//! Configuration access port trait.
//!
//! Lookups are by INI-style section and key. Typed getters return `default`
//! when a key is absent or blank, and `ScanError::ConfigInvalid` when it is
//! present but does not parse.

use crate::domain::error::ScanError;

pub trait ConfigPort {
    fn get_string(&self, section: &str, key: &str) -> Option<String>;
    fn get_int(&self, section: &str, key: &str, default: i64) -> Result<i64, ScanError>;
    fn get_double(&self, section: &str, key: &str, default: f64) -> Result<f64, ScanError>;
    fn get_bool(&self, section: &str, key: &str, default: bool) -> Result<bool, ScanError>;
}
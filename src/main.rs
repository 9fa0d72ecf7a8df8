use clap::Parser;
use marketscan::cli::{run, Cli};

fn main() -> std::process::ExitCode {
    run(Cli::parse())
}
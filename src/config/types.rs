use serde::Deserialize;

/// Main configuration structure for Shirt-Snapshot
///
/// Every field has a default, so an empty TOML file (or no file at all)
/// yields the stock shirts4mike.com setup.
#[derive(Debug, Clone, Default, Deserialize)]
#[serde(default)]
pub struct Config {
    pub site: SiteConfig,
    pub selectors: SelectorConfig,
    pub http: HttpConfig,
    pub output: OutputConfig,
}

/// Where the catalog lives
#[derive(Debug, Clone, Deserialize)]
#[serde(default)]
pub struct SiteConfig {
    /// Base address; listing path and product references are appended to it
    #[serde(rename = "base-url")]
    pub base_url: String,

    /// Path of the listing page relative to the base address
    #[serde(rename = "listing-path")]
    pub listing_path: String,
}

impl Default for SiteConfig {
    fn default() -> Self {
        Self {
            base_url: "http://shirts4mike.com/".to_string(),
            listing_path: "shirts.php".to_string(),
        }
    }
}

impl SiteConfig {
    /// Absolute address of the listing page
    pub fn listing_url(&self) -> String {
        format!("{}{}", self.base_url, self.listing_path)
    }
}

/// CSS selectors used on the listing and product pages
#[derive(Debug, Clone, Deserialize)]
#[serde(default)]
pub struct SelectorConfig {
    /// Anchors on the listing page, one per product
    #[serde(rename = "product-links")]
    pub product_links: String,

    pub title: String,

    pub price: String,

    /// Image element; its `src` attribute is read
    pub image: String,

    /// Fail the run when a product page lacks one of the fields
    #[serde(rename = "require-all-fields")]
    pub require_all_fields: bool,
}

impl Default for SelectorConfig {
    fn default() -> Self {
        Self {
            product_links: "ul.products li a".to_string(),
            title: "title".to_string(),
            price: ".shirt-details h1 span.price".to_string(),
            image: "div.shirt-picture span img".to_string(),
            require_all_fields: false,
        }
    }
}

/// HTTP client behavior
#[derive(Debug, Clone, Deserialize)]
#[serde(default)]
pub struct HttpConfig {
    #[serde(rename = "user-agent")]
    pub user_agent: String,

    /// Whole-request timeout (seconds)
    #[serde(rename = "timeout-secs")]
    pub timeout_secs: u64,

    /// Connection timeout (seconds)
    #[serde(rename = "connect-timeout-secs")]
    pub connect_timeout_secs: u64,

    /// Maximum number of product pages fetched at once
    #[serde(rename = "max-concurrent-requests")]
    pub max_concurrent_requests: usize,
}

impl Default for HttpConfig {
    fn default() -> Self {
        Self {
            user_agent: format!("shirt-snapshot/{}", env!("CARGO_PKG_VERSION")),
            timeout_secs: 30,
            connect_timeout_secs: 10,
            max_concurrent_requests: 8,
        }
    }
}

/// Output locations
#[derive(Debug, Clone, Deserialize)]
#[serde(default)]
pub struct OutputConfig {
    /// Directory receiving the dated CSV snapshots
    #[serde(rename = "data-dir")]
    pub data_dir: String,

    /// Append-only log of failed runs
    #[serde(rename = "error-log")]
    pub error_log: String,
}

impl Default for OutputConfig {
    fn default() -> Self {
        Self {
            data_dir: "./data".to_string(),
            error_log: "./scraper-error.log".to_string(),
        }
    }
}
//! Append-only log of failed runs

use chrono::{DateTime, SecondsFormat, Utc};
use std::fmt::Display;
use std::fs::OpenOptions;
use std::io::Write;
use std::path::{Path, PathBuf};

/// Formats one log line: `[timestamp] message\n`
pub fn format_entry(time: &DateTime<Utc>, message: &str) -> String {
    format!(
        "[{}] {}\n",
        time.to_rfc3339_opts(SecondsFormat::Millis, true),
        message
    )
}

/// The error log file
#[derive(Debug, Clone)]
pub struct ErrorLog {
    path: PathBuf,
}

impl ErrorLog {
    pub fn new(path: impl AsRef<Path>) -> Self {
        Self {
            path: path.as_ref().to_path_buf(),
        }
    }

    pub fn path(&self) -> &Path {
        &self.path
    }

    /// Appends `error` to the log
    ///
    /// Never fails. If the log itself cannot be written, the problem goes to
    /// stderr and is dropped.
    pub fn record(&self, error: &dyn Display) {
        if let Err(e) = self.append(&error.to_string()) {
            eprintln!(
                "Failed to write error log {}: {}",
                self.path.display(),
                e
            );
        }
    }

    /// Appends one timestamped line, creating the file if needed
    pub fn append(&self, message: &str) -> std::io::Result<()> {
        let mut file = OpenOptions::new()
            .create(true)
            .append(true)
            .open(&self.path)?;
        file.write_all(format_entry(&Utc::now(), message).as_bytes())
    }
}
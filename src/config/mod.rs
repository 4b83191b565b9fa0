//! Configuration module for Shirt-Snapshot
//!
//! Configuration is an explicit value handed to the pipeline. It can come from
//! `Config::default()` or from a TOML file, which only needs the keys it changes.
//!
//! # Example
//!
//! ```no_run
//! use shirt_snapshot::config::load_config;
//! use std::path::Path;
//!
//! let config = load_config(Path::new("snapshot.toml")).unwrap();
//! println!("Listing page: {}", config.site.listing_url());
//! ```

mod parser;
mod types;
mod validation;

// Re-export types
pub use types::{Config, HttpConfig, OutputConfig, SelectorConfig, SiteConfig};

pub use parser::{load_config, parse_config};
pub use validation::validate;
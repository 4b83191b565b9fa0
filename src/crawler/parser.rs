//! HTML parsing for the listing and product pages
//!
//! Selectors come from configuration and are compiled once per run.

use crate::config::SelectorConfig;
use crate::product::{ListingReference, Product};
use crate::{ConfigError, ScrapeError};
use chrono::{SubsecRound, Utc};
use scraper::{ElementRef, Html, Selector};

/// Compiled CSS selectors for one run
#[derive(Debug, Clone)]
pub struct Selectors {
    product_links: Selector,
    title: Selector,
    price: Selector,
    image: Selector,
    require_all_fields: bool,
}

impl Selectors {
    /// Compiles every selector in `config`
    ///
    /// # Returns
    ///
    /// * `Ok(Selectors)` - All selectors compiled
    /// * `Err(ConfigError::InvalidSelector)` - The first selector that did not
    pub fn compile(config: &SelectorConfig) -> Result<Self, ConfigError> {
        Ok(Self {
            product_links: compile_one("product-links", &config.product_links)?,
            title: compile_one("title", &config.title)?,
            price: compile_one("price", &config.price)?,
            image: compile_one("image", &config.image)?,
            require_all_fields: config.require_all_fields,
        })
    }

    /// Extracts product references from the listing page, in document order
    ///
    /// Duplicates are kept. Anchors without an `href` are skipped.
    pub fn extract_links(&self, listing_body: &str) -> Vec<ListingReference> {
        let document = Html::parse_document(listing_body);

        document
            .select(&self.product_links)
            .filter_map(|anchor| anchor.value().attr("href"))
            .map(ListingReference::new)
            .collect()
    }

    /// Extracts a product from its page
    ///
    /// Missing elements become empty fields unless `require-all-fields` is
    /// set. This leniency is intentional: a shirt with no price still gets a
    /// row. `image_url` and `url` are built by plain concatenation onto
    /// `base_url`, without normalization.
    pub fn extract_product(
        &self,
        product_body: &str,
        reference: &ListingReference,
        base_url: &str,
    ) -> Result<Product, ScrapeError> {
        let url = reference.resolve(base_url);
        let document = Html::parse_document(product_body);

        let title = self.field_text(&document, &self.title, &url, "Title")?;
        let price = self.field_text(&document, &self.price, &url, "Price")?;

        let image_path = match document
            .select(&self.image)
            .next()
            .and_then(|img| img.value().attr("src"))
        {
            Some(src) => src.to_string(),
            None if self.require_all_fields => {
                return Err(ScrapeError::Extraction {
                    url,
                    field: "ImageURL",
                })
            }
            None => String::new(),
        };

        Ok(Product {
            title,
            price,
            image_url: format!("{}{}", base_url, image_path),
            url,
            fetched_at: Utc::now().trunc_subsecs(3),
        })
    }

    /// Text of every element matching `selector`, joined and trimmed
    fn field_text(
        &self,
        document: &Html,
        selector: &Selector,
        url: &str,
        field: &'static str,
    ) -> Result<String, ScrapeError> {
        let matches: Vec<ElementRef> = document.select(selector).collect();

        if matches.is_empty() && self.require_all_fields {
            return Err(ScrapeError::Extraction {
                url: url.to_string(),
                field,
            });
        }

        Ok(matches
            .iter()
            .flat_map(|element| element.text())
            .collect::<String>()
            .trim()
            .to_string())
    }
}

fn compile_one(name: &'static str, selector: &str) -> Result<Selector, ConfigError> {
    Selector::parse(selector).map_err(|_| ConfigError::InvalidSelector {
        name,
        selector: selector.to_string(),
    })
}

> ASSIGNED TASK
Say how many lines in the records contain the string "crate", and say nothing else.

> FINISHED EXERCISE
4